正交异性钢⁃混组合桥面的轮载扩散效应

doi:10.13229/j.cnki.jdxbgxb20210197

摘要/Abstract

摘要：

为研究轮载作用下正交异性钢-混组合桥面结构的竖向传力机制，提出横桥向的轮载扩散效应理论模型，并基于既有模型试验进行有限元分析，验证所提出的理论模型并进行参数分析。结果表明：与传统45°角均匀扩散假设不同，重载双轮作用下钢顶板横桥向上的压应力主要分布于轮载作用区域两道U肋范围内，轮载分担率可通过以U肋腹板为支点的三跨简支梁模型得到。常用设计参数取值范围内，提出的正交异性组合钢桥面的轮载分担规律偏保守，可为设计参考。

关键词: 桥梁工程, 正交异性钢-混组合桥面, 轮载, 扩散效应, 混凝土层

Abstract:

A theoretical model is proposed for the wheel-load diffusion to investigate the transmission mechanism of vertical loading on the steel-concrete composite bridge deck system under local wheel loads. An existed full-scale test model was referred and the corresponding finite element numerical simulation were also conducted to verify the presented model and analysis the key parameters. The results show that， rather than the traditional assumption of 45 degree diffusion effect， the pressure on the steel top plate of the composite deck under vehicle loads has a significant local effect along the transverse direction of U-rib， and the sharing law of the wheel load could be obtained from the 3-span beam simply supported by the webs of U-rib. The paramelric analysis shows that， the proposed theoretical model is conservative in the common value range of engineering parameter of orthotropic steel-concrete composite bridge deck， and it could be referred to the design of orthotropic composite bridge deck.

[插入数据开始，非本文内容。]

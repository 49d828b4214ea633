// src/audit.rs
//
// Batch auditor over the canonical attendance collection. Flags records
// whose references no longer resolve, whose required fields are missing,
// or which duplicate another record's identity, and stamps each record's
// data status. Old records can optionally be retired. Reset clears every
// stamp.

use std::collections::{HashMap, HashSet};

use chrono::{Datelike, NaiveDate};
use serde::Serialize;
use tracing::info;

use crate::models::{AttendanceRecord, DataStatus, Employee, Project};
use crate::store::{BulkWriter, Store, StoreError};

/// Records older than this many years are eligible for retirement.
const RETIREMENT_AGE_YEARS: i32 = 2;

#[derive(Debug, Default, Serialize)]
pub struct AuditIssue {
    pub record_id: String,
    pub day: Option<NaiveDate>,
    pub employee: String,
    pub detail: String,
}

#[derive(Debug, Default, Serialize)]
pub struct AuditReport {
    pub checked: usize,
    pub valid: usize,
    pub invalid: usize,
    pub retired: usize,
    pub missing_fields: Vec<AuditIssue>,
    pub unknown_employee: Vec<AuditIssue>,
    pub unknown_project: Vec<AuditIssue>,
    pub duplicates: Vec<AuditIssue>,
}

fn issue(record: &AttendanceRecord, detail: impl Into<String>) -> AuditIssue {
    AuditIssue {
        record_id: record.id.clone(),
        day: record.day,
        employee: if record.employee_last_name.is_empty() {
            record.employee_first_name.clone()
        } else {
            record.employee_last_name.clone()
        },
        detail: detail.into(),
    }
}

/// Validates every attendance record and stamps its data status. Writes go
/// through ceiling-sized batches; the report lists every flagged record.
pub fn audit_attendance(
    store: &Store,
    today: NaiveDate,
    mark_retired: bool,
) -> Result<AuditReport, StoreError> {
    let mut report = AuditReport::default();

    // Lookup sets built once; referential checks are by employee name
    // (denormalized on the record) and numeric project id.
    let mut employee_names: HashSet<String> = HashSet::new();
    for (_, employee) in store.all::<Employee>() {
        if !employee.first_name.is_empty() {
            employee_names.insert(employee.first_name.to_lowercase());
        }
        if !employee.last_name.is_empty() {
            employee_names.insert(employee.last_name.to_lowercase());
        }
    }
    let project_ids: HashSet<i64> = store
        .all::<Project>()
        .into_iter()
        .map(|(_, p)| p.id)
        .collect();

    let records = store.all::<AttendanceRecord>();
    report.checked = records.len();

    // First occurrence of each identity wins; the rest are duplicates.
    let mut seen_ids: HashMap<String, usize> = HashMap::new();

    let mut bulk = BulkWriter::new(store);
    for (doc_id, record) in &records {
        let mut invalid = false;

        if record.id.is_empty() || record.day.is_none() || record.project_id.is_none() {
            report.missing_fields.push(issue(
                record,
                "missing one of: ID, Day, ProjectID",
            ));
            invalid = true;
        }

        let first = record.employee_first_name.to_lowercase();
        let last = record.employee_last_name.to_lowercase();
        let known = (!first.is_empty() && employee_names.contains(&first))
            || (!last.is_empty() && employee_names.contains(&last));
        if !known {
            report
                .unknown_employee
                .push(issue(record, "employee not found"));
            invalid = true;
        }

        if let Some(project_id) = record.project_id {
            if !project_ids.contains(&project_id) {
                report
                    .unknown_project
                    .push(issue(record, format!("project {project_id} not found")));
                invalid = true;
            }
        }

        if !record.id.is_empty() {
            let count = seen_ids.entry(record.id.clone()).or_insert(0);
            *count += 1;
            if *count > 1 {
                report
                    .duplicates
                    .push(issue(record, "duplicate record identity"));
                invalid = true;
            }
        }

        let retired = mark_retired
            && record
                .day
                .map(|day| day.year() <= today.year() - RETIREMENT_AGE_YEARS)
                .unwrap_or(false);

        let status = if invalid {
            report.invalid += 1;
            DataStatus::Invalid
        } else if retired {
            report.retired += 1;
            DataStatus::Retired
        } else {
            report.valid += 1;
            DataStatus::Valid
        };
        bulk.mutate::<AttendanceRecord>(doc_id.clone(), move |r| {
            r.data_status = Some(status);
        });
    }
    bulk.commit()?;

    info!(
        checked = report.checked,
        valid = report.valid,
        invalid = report.invalid,
        retired = report.retired,
        "attendance audit finished"
    );
    Ok(report)
}

/// Clears every data-status stamp. Returns how many records were touched.
pub fn reset_attendance_status(store: &Store) -> Result<usize, StoreError> {
    let records = store.all::<AttendanceRecord>();
    let count = records.len();
    let mut bulk = BulkWriter::new(store);
    for (doc_id, _) in records {
        bulk.mutate::<AttendanceRecord>(doc_id, |r| r.data_status = None);
    }
    bulk.commit()?;
    Ok(count)
}

#[cfg(test)]
mod tests {
    use super::*;
    use crate::models::generate_record_id;

    fn d(s: &str) -> NaiveDate {
        NaiveDate::parse_from_str(s, "%Y-%m-%d").unwrap()
    }

    fn seeded() -> Store {
        let store = Store::new();
        store.insert(Employee {
            id: "e1".into(),
            first_name: "Bold".into(),
            last_name: "Erdene".into(),
            role: "Engineer".into(),
            ..Default::default()
        });
        store.insert(Project {
            id: 1,
            ..Default::default()
        });
        store
    }

    fn record(id: &str, day: &str, last_name: &str, project: i64) -> AttendanceRecord {
        AttendanceRecord {
            id: id.to_string(),
            day: Some(d(day)),
            employee_last_name: last_name.to_string(),
            project_id: Some(project),
            ..Default::default()
        }
    }

    #[test]
    fn clean_records_are_marked_valid() {
        let store = seeded();
        let doc = store.insert(record(&generate_record_id(), "2025-05-01", "Erdene", 1));
        let report = audit_attendance(&store, d("2025-08-08"), false).unwrap();
        assert_eq!(report.valid, 1);
        assert_eq!(report.invalid, 0);
        assert_eq!(
            store.get::<AttendanceRecord>(&doc).unwrap().data_status,
            Some(DataStatus::Valid)
        );
    }

    #[test]
    fn broken_references_and_duplicates_are_flagged() {
        let store = seeded();
        store.insert(record("dup", "2025-05-01", "Erdene", 1));
        store.insert(record("dup", "2025-05-02", "Erdene", 1));
        store.insert(record("orphan-emp", "2025-05-01", "Nobody", 1));
        store.insert(record("orphan-prj", "2025-05-01", "Erdene", 42));
        let mut missing = record("", "2025-05-01", "Erdene", 1);
        missing.day = None;
        store.insert(missing);

        let report = audit_attendance(&store, d("2025-08-08"), false).unwrap();
        assert_eq!(report.duplicates.len(), 1);
        assert_eq!(report.unknown_employee.len(), 1);
        assert_eq!(report.unknown_project.len(), 1);
        assert_eq!(report.missing_fields.len(), 1);
        assert_eq!(report.invalid, 4);
        assert_eq!(report.valid, 1);
    }

    #[test]
    fn old_records_retire_only_when_asked() {
        let store = seeded();
        let doc = store.insert(record("old", "2022-03-01", "Erdene", 1));

        audit_attendance(&store, d("2025-08-08"), false).unwrap();
        assert_eq!(
            store.get::<AttendanceRecord>(&doc).unwrap().data_status,
            Some(DataStatus::Valid)
        );

        let report = audit_attendance(&store, d("2025-08-08"), true).unwrap();
        assert_eq!(report.retired, 1);
        assert_eq!(
            store.get::<AttendanceRecord>(&doc).unwrap().data_status,
            Some(DataStatus::Retired)
        );
    }

    #[test]
    fn reset_clears_every_stamp() {
        let store = seeded();
        let doc = store.insert(record("r1", "2025-05-01", "Erdene", 1));
        audit_attendance(&store, d("2025-08-08"), false).unwrap();
        let touched = reset_attendance_status(&store).unwrap();
        assert_eq!(touched, 1);
        assert_eq!(store.get::<AttendanceRecord>(&doc).unwrap().data_status, None);
    }
}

Key words: bridge engineering, orthotropic steel-concrete composite bridge deck, wheel load, diffusion angle, concrete overlay

中图分类号:

U443.3

叶华文,段智超,刘吉林,周渝,韩冰. 正交异性钢⁃混组合桥面的轮载扩散效应[J]. 吉林大学学报(工学版), 2022, 52(8): 1808-1816.

Hua-wen YE,Zhi-chao DUAN,Ji-lin LIU,Yu ZHOU,Bing HAN. Wheel⁃load diffusion effect on orthotropic steel⁃concrete composite bridge deck[J]. Journal of Jilin University(Engineering and Technology Edition), 2022, 52(8): 1808-1816.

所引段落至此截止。